Advertisers continue their inevitable march to accountability. Generating awareness is helpful, receiving a click through is better, but driving sales is the real goal.
Ten years ago, 90% of online advertising was sold on a CPM basis. Today that's only about a third. Instead, 45% of advertising is now sold on a CPC basis (the vast majority from Google).
But the story doesn't end here. CPA-type advertising is now 19% of spending and sharply on the rise-- this includes: pay per call, cost per lead, revenue shares, and so on.
I expect that 10 years from now CPA advertising will have caught-up with CPC (and perhaps exceeded it)-- and CPM advertising will have declined to the single digits.

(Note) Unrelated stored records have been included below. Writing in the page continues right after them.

/// One search hit. `title` is `None` for records from the link scan.
#[derive(Debug, Clone, PartialEq, Eq)]
pub struct JobPosting {
    pub title: Option<String>,
    pub snippet: String,
    pub link: String,
    pub experience_match: bool,
}

impl JobPosting {
    pub fn new(title: String, snippet: String, link: String) -> Self {
        JobPosting {
            title: Some(title),
            snippet,
            link,
            experience_match: false,
        }
    }

    pub fn link_only(link: String) -> Self {
        JobPosting {
            title: None,
            snippet: String::new(),
            link,
            experience_match: false,
        }
    }
}

/// Flags postings whose title or snippet mentions one of `keywords`, ignoring case.
pub fn annotate_experience(postings: &mut [JobPosting], keywords: &[String]) {
    let keywords: Vec<String> = keywords
        .iter()
        .map(|kw| kw.to_lowercase())
        .filter(|kw| !kw.is_empty())
        .collect();

    for posting in postings.iter_mut() {
        let text = format!(
            "{} {}",
            posting.title.as_deref().unwrap_or_default(),
            posting.snippet
        )
        .to_lowercase();

        posting.experience_match = keywords.iter().any(|kw| text.contains(kw.as_str()));
    }
}

#[cfg(test)]
mod tests {
    use super::{annotate_experience, JobPosting};

    fn keywords() -> Vec<String> {
        vec!["3 years".into(), "3 yrs".into(), "3+ years".into()]
    }

    #[test]
    fn keyword_match_ignores_case() {
        let mut postings = vec![
            JobPosting::new(
                "Senior Angular Engineer".into(),
                "Needs 3+ Years Experience".into(),
                "https://example.com/1".into(),
            ),
            JobPosting::new(
                "ANGULAR DEV - 3 YRS".into(),
                String::new(),
                "https://example.com/2".into(),
            ),
            JobPosting::new(
                "Angular Developer".into(),
                "5 years of experience".into(),
                "https://example.com/3".into(),
            ),
        ];

        annotate_experience(&mut postings, &keywords());

        let flags: Vec<bool> = postings.iter().map(|p| p.experience_match).collect();
        assert_eq!(flags, vec![true, true, false]);
    }

    #[test]
    fn title_and_snippet_are_joined_with_a_space() {
        let mut postings = vec![JobPosting::new(
            "Lead with 3".into(),
            "years in Angular".into(),
            "https://example.com".into(),
        )];

        annotate_experience(&mut postings, &keywords());

        assert!(postings[0].experience_match);
    }

    #[test]
    fn link_only_postings_never_match() {
        let mut postings = vec![JobPosting::link_only(
            "https://example.com/3-years".into(),
        )];

        annotate_experience(&mut postings, &keywords());

        assert!(!postings[0].experience_match);
    }
}
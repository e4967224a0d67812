use std::fmt;

use config::{builder::DefaultState, Config, ConfigBuilder, Environment, File};
use serde::Deserialize;
use serde_aux::field_attributes::deserialize_number_from_string;
use url::Url;

use crate::error::ScoutError;

pub const SMTP_USER_VAR: &str = "SMTP_USER";
pub const SMTP_PASS_VAR: &str = "SMTP_PASS";
pub const EMAIL_TO_VAR: &str = "EMAIL_TO";

#[derive(Debug, Clone, Deserialize)]
pub struct Settings {
    pub search: SearchSettings,
    pub email: EmailSettings,
}

#[derive(Debug, Clone, Deserialize)]
pub struct SearchSettings {
    pub role_keyword: String,
    pub experience: String,
    pub geography: String,
    pub sites: Vec<String>,
    pub endpoint: Url,
    pub user_agent: String,
    #[serde(deserialize_with = "deserialize_number_from_string")]
    pub timeout_seconds: u64,
    #[serde(deserialize_with = "deserialize_number_from_string")]
    pub max_results: usize,
    pub extraction_strategy: ExtractionStrategy,
    pub experience_keywords: Vec<String>,
    pub output_dir: String,
    #[serde(default)]
    pub selectors: ResultSelectors,
}

/// CSS selectors for the structured strategy. Defaults match DuckDuckGo's HTML page.
#[derive(Debug, Clone, Deserialize)]
#[serde(default)]
pub struct ResultSelectors {
    pub container: String,
    pub title_link: String,
    pub snippet: String,
}

impl Default for ResultSelectors {
    fn default() -> Self {
        ResultSelectors {
            container: ".result".to_string(),
            title_link: "a.result__a".to_string(),
            snippet: ".result__snippet".to_string(),
        }
    }
}

#[derive(Debug, Clone, Copy, PartialEq, Eq, Deserialize)]
#[serde(rename_all = "snake_case")]
pub enum ExtractionStrategy {
    /// Walks the result containers of the page.
    Structured,
    /// Legacy `href="` scan. Fragile, yields link-only records.
    LinkScan,
}

#[derive(Clone, Deserialize)]
pub struct EmailSettings {
    pub smtp_host: String,
    #[serde(deserialize_with = "deserialize_number_from_string")]
    pub smtp_port: u16,
    #[serde(deserialize_with = "deserialize_number_from_string")]
    pub timeout_seconds: u64,
    pub subject: String,
    #[serde(default)]
    pub sender: String,
    #[serde(default)]
    pub password: String,
    #[serde(default)]
    pub recipient: String,
}

impl fmt::Debug for EmailSettings {
    fn fmt(&self, f: &mut fmt::Formatter<'_>) -> fmt::Result {
        f.debug_struct("EmailSettings")
            .field("smtp_host", &self.smtp_host)
            .field("smtp_port", &self.smtp_port)
            .field("timeout_seconds", &self.timeout_seconds)
            .field("subject", &self.subject)
            .field("sender", &self.sender)
            .field("password", &"[REDACTED]")
            .field("recipient", &self.recipient)
            .finish()
    }
}

impl SearchSettings {
    /// Host of the search engine itself, used to drop self-links.
    pub fn engine_domain(&self) -> String {
        let host = self.endpoint.host_str().unwrap_or_default();
        host.strip_prefix("www.")
            .or_else(|| host.strip_prefix("html."))
            .unwrap_or(host)
            .to_string()
    }
}

impl Settings {
    fn validate(self) -> Result<Self, ScoutError> {
        let required = [
            (&self.email.sender, SMTP_USER_VAR),
            (&self.email.password, SMTP_PASS_VAR),
            (&self.email.recipient, EMAIL_TO_VAR),
        ];
        if let Some((_, var)) = required.iter().find(|(value, _)| value.trim().is_empty()) {
            return Err(ScoutError::Config(format!(
                "{} is not set in the environment",
                var
            )));
        }

        if self.search.role_keyword.trim().is_empty() {
            return Err(ScoutError::Config(
                "search.role_keyword must not be empty".to_string(),
            ));
        }
        if self.search.max_results == 0 {
            return Err(ScoutError::Config(
                "search.max_results must be greater than zero".to_string(),
            ));
        }
        if self.search.timeout_seconds == 0 {
            return Err(ScoutError::Config(
                "search.timeout_seconds must be greater than zero".to_string(),
            ));
        }
        if self.email.timeout_seconds == 0 {
            return Err(ScoutError::Config(
                "email.timeout_seconds must be greater than zero".to_string(),
            ));
        }

        Ok(self)
    }
}

pub fn get_configuration() -> Result<Settings, ScoutError> {
    let base_path = std::env::current_dir()?;
    let configuration_directory = base_path.join("configuration");

    let builder = Config::builder()
        .add_source(File::from(configuration_directory.join("base.yaml")))
        .add_source(
            Environment::with_prefix("APP")
                .prefix_separator("_")
                .separator("__"),
        );

    build_settings(builder, |key| std::env::var(key).ok())
}

/// Layers the credential variables on top of `builder` and validates the result.
pub fn build_settings(
    builder: ConfigBuilder<DefaultState>,
    lookup: impl Fn(&str) -> Option<String>,
) -> Result<Settings, ScoutError> {
    let settings = builder
        .set_override_option("email.sender", lookup(SMTP_USER_VAR))?
        .set_override_option("email.password", lookup(SMTP_PASS_VAR))?
        .set_override_option("email.recipient", lookup(EMAIL_TO_VAR))?
        .build()?;

    settings.try_deserialize::<Settings>()?.validate()
}
use reqwest::StatusCode;

#[derive(Debug, thiserror::Error)]
pub enum ScoutError {
    #[error("Configuration error: {0}")]
    Config(String),

    #[error("Transport error: {0}")]
    Transport(String),

    #[error("Search request failed with status {0}")]
    HttpStatus(StatusCode),

    #[error("Could not parse search results: {0}")]
    Parse(String),

    #[error("I/O error: {0}")]
    Io(#[from] std::io::Error),

    #[error("CSV error: {0}")]
    Csv(#[from] csv::Error),

    #[error("SMTP authentication failed: {0}")]
    Auth(String),

    #[error("SMTP delivery failed: {0}")]
    Delivery(String),
}

impl From<config::ConfigError> for ScoutError {
    fn from(value: config::ConfigError) -> Self {
        ScoutError::Config(value.to_string())
    }
}

impl From<reqwest::Error> for ScoutError {
    fn from(value: reqwest::Error) -> Self {
        match value.status() {
            Some(status) => ScoutError::HttpStatus(status),
            None => ScoutError::Transport(value.to_string()),
        }
    }
}
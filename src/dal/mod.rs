pub mod job_results_csv;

I particularly like the phrase "inevitable march to accountability", which I believe has greater and greater significance as advertisers, and especially their executive general managers (as opposed to the deep marketing specialists) struggle to understand and to harness the potential of the "platform era" you have identified. As the pace of technology continues to accelerate, and it rapidly broadens and diversifies the potential audience, it seems to me that the value of "old school", bottom-line focused disciplines becomes, ironically, more and more critical to financial prosperity and competitive health. It is becoming less and less acceptable for MOST companies to rely on "reach" or "image" as justification for spending on media/channels/platforms that do not deliver quantifiable returns on marketing dollars spent, because doing so leaves them less and less relevant and financially productive than their competitors. I think it puts in perspective the fact that technology, as powerful and transforming as it might be, remains a tool to achieve the lasting goal - financial success and competitive preeminence.